Pulmonary neuroendocrine tumors are common in pathological practice and its pathological classification and histological grading are not exactly the same as that of those in the digestive tract and pancreas. In 2015 edition of World Health Organization classification, pulmonary neuroendocrine tumors are classified as carcinoid tumors (including typical carcinoid and atypical carcinoid), small cell lung carcinoma, large cell neuroendocrine carcinoma, and precursor lesion diffuse idiopathic neuroendocrine cell hyperplasia; each category has distinctive morphological and immunohistochemical features. The morphologic features including growth patterns and cytological appearances are keys for the diagnosis of neuroendocrine tumor, and immunohistochemical findings are also critical for its diagnosis. Furthermore, the diagnostic criteria vary for different types of specimen. In this article, we present a concise review and summary of the update of clinicopathological characterizations of pulmonary neuroendocrine tumor, with an emphasis on its diagnostic criteria and differential diagnosis.
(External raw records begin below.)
// Telepress Server - Ingest service, HTTP export and metrics
// Copyright (c) 2025 David Martin Venti
//
// Dual-licensed under AGPL-3.0 and Commercial License.
// See LICENSE file for details.

//! Per-device archive statistics, computed from the store.

use serde::Serialize;
use telepress::{DeviceId, Store, StoreError};

/// What the store holds for one device.
#[derive(Debug, Clone, PartialEq, Serialize)]
pub struct DeviceSummary {
    pub device_id: DeviceId,
    /// Templates ever admitted, evicted ones included
    pub templates: usize,
    /// Templates still in the active dictionary
    pub active_templates: usize,
    pub records: usize,
    pub matched: usize,
    pub samples: usize,
    /// Persisted similarity threshold
    pub threshold: Option<f64>,
    pub first_timestamp: Option<u64>,
    pub last_timestamp: Option<u64>,
    pub raw_bytes: u64,
    pub encoded_bytes: u64,
}

impl DeviceSummary {
    /// Read a device's summary from the store.
    pub fn from_store<S: Store + ?Sized>(store: &S, device: &DeviceId) -> Result<Self, StoreError> {
        let records = store.records(device, None)?;
        Ok(Self {
            device_id: device.clone(),
            templates: store.templates(device, false)?.len(),
            active_templates: store.templates(device, true)?.len(),
            records: records.len(),
            matched: records.iter().filter(|r| r.is_match()).count(),
            samples: records.iter().map(|r| r.len).sum(),
            threshold: store.threshold(device)?,
            first_timestamp: records.first().map(|r| r.span.start),
            last_timestamp: records.last().map(|r| r.span.end),
            raw_bytes: records.iter().map(|r| r.raw_size() as u64).sum(),
            encoded_bytes: records.iter().map(|r| r.encoded_size() as u64).sum(),
        })
    }

    /// Raw size over encoded size.
    pub fn compression_ratio(&self) -> f64 {
        if self.encoded_bytes == 0 {
            return 1.0;
        }
        self.raw_bytes as f64 / self.encoded_bytes as f64
    }

    /// Fraction of records that reference an existing template.
    pub fn match_rate(&self) -> f64 {
        if self.records == 0 {
            return 0.0;
        }
        self.matched as f64 / self.records as f64
    }
}

/// Summaries of every device in the store.
pub fn summarize<S: Store + ?Sized>(store: &S) -> Result<Vec<DeviceSummary>, StoreError> {
    store
        .devices()?
        .iter()
        .map(|device| DeviceSummary::from_store(store, device))
        .collect()
}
肺神经内分泌肿瘤在病理实践中很常见,其病理分类和组织学分级与消化道和胰腺的并不完全相同。在2015年版世界卫生组织分类中,肺神经内分泌肿瘤被分为类癌肿瘤(包括典型类癌和非典型类癌)、小细胞肺癌、大细胞神经内分泌癌以及前驱病变弥漫性特发性神经内分泌细胞增生;每一类都有独特的形态学和免疫组化特征。包括生长方式和细胞学表现在内的形态学特征是神经内分泌肿瘤诊断的关键,免疫组化结果对其诊断也至关重要。此外,不同类型标本的诊断标准也有所不同。在本文中,我们对肺神经内分泌肿瘤临床病理特征的更新进行了简要回顾和总结,重点在于其诊断标准和鉴别诊断。